No, no way you would understand.

What you posted had nothing to do with the experience I posted, perhaps you should read it carefully again.

What you presented in the near death experience is simply what one observer claims happened even though that observer (unlike you) acknowledges that other observers of the same event did not see the same things.

What we take from there is that memories are imperfect and observation is imperfect and you are among the people who see only what you wish to see.

Actually, the first sentence is all I need to read:

Whatever follows is *necessarily *not a study, not a good study, and absolutely not a good scientific study.

Having said that, why is my post completely unrelated? Was there no patient? Was he in a controlled setting the entire time? Did he not spend the night? Were there no nurses? Did the “study” even exist before the alleged incidents following the surgery?

I agree that it matters but the point being made in this thread is that it is not **proof ** about what is or is not true, or what is or is not reality. We have subjective experiences and we make a decision about what that experience means to us and how it affects out lives. Nothing at all wrong with that. It’s how humans operate. We use a combination of objective facts {as best we understand them} and subjective experiences to determine our world view.
I think it’s important to realize we are still striving to understand and our interpretation of subjective experiences and anecdotal stories about those experiences will likely change as our understanding grows. That being the case that interpretation is not much more than an opinion. It’s a mistake to refer to that opinion as fact in any objective sense. It’s like insisting that your favorite fruit is actually a vegetable or vice versa.

In fact I’ll make the analogy that science {dealing with objective reality} and our subjective experiences are like fruits and vegetables in that they both are important parts of our lives but there’s no point in arguing that one is actually the other.

You have strong opinions about certain experiences and what it all means. That’s your choice. It’s completely inaccurate to refer to the examples you give as proof in any way. They’re not. That doesn’t mean you’re wrong about them. It does mean when others point out that it is not scientific evidence ,…they’re correct.
I have to wonder why this conversation is repeated with you so often on the boards. I never feel my beliefs are threatened by someone pointing out that I have no scientific evidence for my spiritual beliefs. It’s true, I don’t. So what? It has zero to do with whether my beliefs are valid or valuable.

Try me. What have you got to lose? I don’t believe you currently. The worst that could happen is that I continue not to believe you, and the best is that I become a rabid supporter. Come on, show that endurance! I very much want to know what the 5% is!

Still waiting on that quote, by the way.

I really appreciate your post, but my reality contains science, it is not science. Reality is everything, every person, every tree, every rock, mountain, drop of water, blade of grass, reality is what is. You can’t break it down into subjective or objective, right or wrong, black or white, that just isn’t reality, it’s only “accepted” reality which is false by definition. What people think, and believe does matter.
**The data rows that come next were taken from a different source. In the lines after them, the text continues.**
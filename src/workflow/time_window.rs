use chrono::{DateTime, NaiveTime, TimeZone, Utc};
use chrono_tz::Tz;

/// Result of `check_time_window`: either currently inside the sending
/// window, or the exact number of milliseconds until it next opens.
#[derive(Debug, Clone, Copy, PartialEq, Eq)]
pub struct TimeWindowResult {
    pub in_window: bool,
    pub wait_ms: i64,
}

/// Computes whether `now` falls within the `[start, end)` local time window
/// for `timezone`, handling windows that cross midnight (e.g. 23:59–00:01).
/// `start`/`end` are "HH:MM" strings; `timezone` is an IANA name.
#[must_use]
pub fn check_time_window(start: &str, end: &str, timezone: &str, now: DateTime<Utc>) -> TimeWindowResult {
    let tz: Tz = timezone.parse().unwrap_or(chrono_tz::UTC);
    let local_now = now.with_timezone(&tz);
    let Some(start_time) = parse_hhmm(start) else {
        return TimeWindowResult { in_window: true, wait_ms: 0 };
    };
    let Some(end_time) = parse_hhmm(end) else {
        return TimeWindowResult { in_window: true, wait_ms: 0 };
    };

    let today = local_now.date_naive();
    let crosses_midnight = end_time <= start_time;

    let in_window = if crosses_midnight {
        local_now.time() >= start_time || local_now.time() < end_time
    } else {
        local_now.time() >= start_time && local_now.time() < end_time
    };

    if in_window {
        return TimeWindowResult { in_window: true, wait_ms: 0 };
    }

    // Find the next datetime (today or tomorrow) at which `start_time` occurs.
    let mut candidate = tz
        .from_local_datetime(&today.and_time(start_time))
        .single()
        .unwrap_or(local_now);
    if candidate <= local_now {
        candidate += chrono::Duration::days(1);
    }
    let wait_ms = (candidate.with_timezone(&Utc) - now).num_milliseconds().max(0);
    TimeWindowResult { in_window: false, wait_ms }
}

fn parse_hhmm(s: &str) -> Option<NaiveTime> {
    NaiveTime::parse_from_str(s, "%H:%M").ok()
}

/// Rolling-window quota check for `send_connection_request` (spec §4.4).
/// `sent_at` are timestamps of prior successful sends for one sender
/// account, used to evaluate both the 24h and 7d caps; the limiter is
/// keyed per sender account, not per organization (SPEC_FULL open
/// question #5).
#[derive(Debug, Clone, Copy)]
pub struct RateLimitCheck {
    pub can_proceed: bool,
    pub wait_until_ms: Option<i64>,
}

#[must_use]
pub fn check_connection_request_limits(
    sent_at: &[DateTime<Utc>],
    daily_cap: usize,
    weekly_cap: usize,
    now: DateTime<Utc>,
) -> RateLimitCheck {
    let day_ago = now - chrono::Duration::hours(24);
    let week_ago = now - chrono::Duration::days(7);

    let mut in_day: Vec<DateTime<Utc>> = sent_at.iter().copied().filter(|t| *t > day_ago).collect();
    let mut in_week: Vec<DateTime<Utc>> = sent_at.iter().copied().filter(|t| *t > week_ago).collect();
    in_day.sort_unstable();
    in_week.sort_unstable();

    if in_day.len() >= daily_cap {
        let resets_at = in_day[0] + chrono::Duration::hours(24);
        return RateLimitCheck {
            can_proceed: false,
            wait_until_ms: Some((resets_at - now).num_milliseconds().max(0)),
        };
    }
    if in_week.len() >= weekly_cap {
        let resets_at = in_week[0] + chrono::Duration::days(7);
        return RateLimitCheck {
            can_proceed: false,
            wait_until_ms: Some((resets_at - now).num_milliseconds().max(0)),
        };
    }
    RateLimitCheck { can_proceed: true, wait_until_ms: None }
}

#[cfg(test)]
mod tests {
    use super::*;
    use chrono::TimeZone as _;

    fn at(y: i32, m: u32, d: u32, h: u32, min: u32) -> DateTime<Utc> {
        Utc.with_ymd_and_hms(y, m, d, h, min, 0).unwrap()
    }

    #[test]
    fn inside_window_returns_zero_wait() {
        let now = at(2026, 3, 10, 10, 0);
        let result = check_time_window("09:00", "17:00", "UTC", now);
        assert!(result.in_window);
        assert_eq!(result.wait_ms, 0);
    }

    #[test]
    fn before_window_waits_until_start() {
        let now = at(2026, 3, 10, 7, 0);
        let result = check_time_window("09:00", "17:00", "UTC", now);
        assert!(!result.in_window);
        assert_eq!(result.wait_ms, 2 * 3_600 * 1000);
    }

    #[test]
    fn after_window_waits_until_next_day_start() {
        let now = at(2026, 3, 10, 18, 0);
        let result = check_time_window("09:00", "17:00", "UTC", now);
        assert!(!result.in_window);
        assert_eq!(result.wait_ms, 15 * 3_600 * 1000);
    }

    #[test]
    fn window_crossing_midnight_gates_correctly() {
        // 23:59 -> 00:01 window: just after opening is in-window.
        let just_after = at(2026, 3, 10, 0, 0);
        assert!(check_time_window("23:59", "00:01", "UTC", just_after).in_window);

        // Mid-afternoon is outside a 23:59-00:01 window.
        let midday = at(2026, 3, 10, 12, 0);
        let result = check_time_window("23:59", "00:01", "UTC", midday);
        assert!(!result.in_window);

        // One minute before open.
        let just_before = at(2026, 3, 10, 23, 58);
        let result = check_time_window("23:59", "00:01", "UTC", just_before);
        assert!(!result.in_window);
        assert_eq!(result.wait_ms, 60_000);
    }

    #[test]
    fn unparseable_bounds_fail_open() {
        let now = at(2026, 3, 10, 3, 0);
        let result = check_time_window("garbage", "17:00", "UTC", now);
        assert!(result.in_window);
    }

    #[test]
    fn rate_limit_allows_when_under_both_caps() {
        let now = Utc::now();
        let check = check_connection_request_limits(&[], 20, 100, now);
        assert!(check.can_proceed);
        assert!(check.wait_until_ms.is_none());
    }

    #[test]
    fn rate_limit_blocks_on_daily_cap() {
        let now = Utc::now();
        let sent_at = vec![now - chrono::Duration::hours(1); 5];
        let check = check_connection_request_limits(&sent_at, 5, 100, now);
        assert!(!check.can_proceed);
        assert!(check.wait_until_ms.unwrap() > 0);
    }

    #[test]
    fn rate_limit_ignores_entries_outside_both_windows() {
        let now = Utc::now();
        let sent_at = vec![now - chrono::Duration::days(10)];
        let check = check_connection_request_limits(&sent_at, 5, 100, now);
        assert!(check.can_proceed);
    }

    #[test]
    fn rate_limit_wait_until_aligns_with_oldest_entry_expiry() {
        let now = Utc::now();
        let oldest = now - chrono::Duration::hours(23);
        let sent_at = vec![oldest, now - chrono::Duration::hours(1)];
        let check = check_connection_request_limits(&sent_at, 2, 100, now);
        assert!(!check.can_proceed);
        let expected = (oldest + chrono::Duration::hours(24) - now).num_milliseconds();
        assert_eq!(check.wait_until_ms.unwrap(), expected);
    }
}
They can not be separated into non-reality/reality by science or any other organization. If you are not dealing with all of reality you are not dealing with any of it. Many organizations in the past have tried to decide what people should believe in and what they should not believe in and otherwise attempt to control their lives, they all failed. I can remember when science studied reality and didn’t try to create it. When truth mattered and logic didn’t have to pass artificial doctrinal tests before it could be believed. I don’t live in your world of half-truths artificially manufactured by dogma.

If you’re only doing the science bit for everyone else, not yourself, wouldn’t it make sense to do it according to their constraints of what science actually is and is not?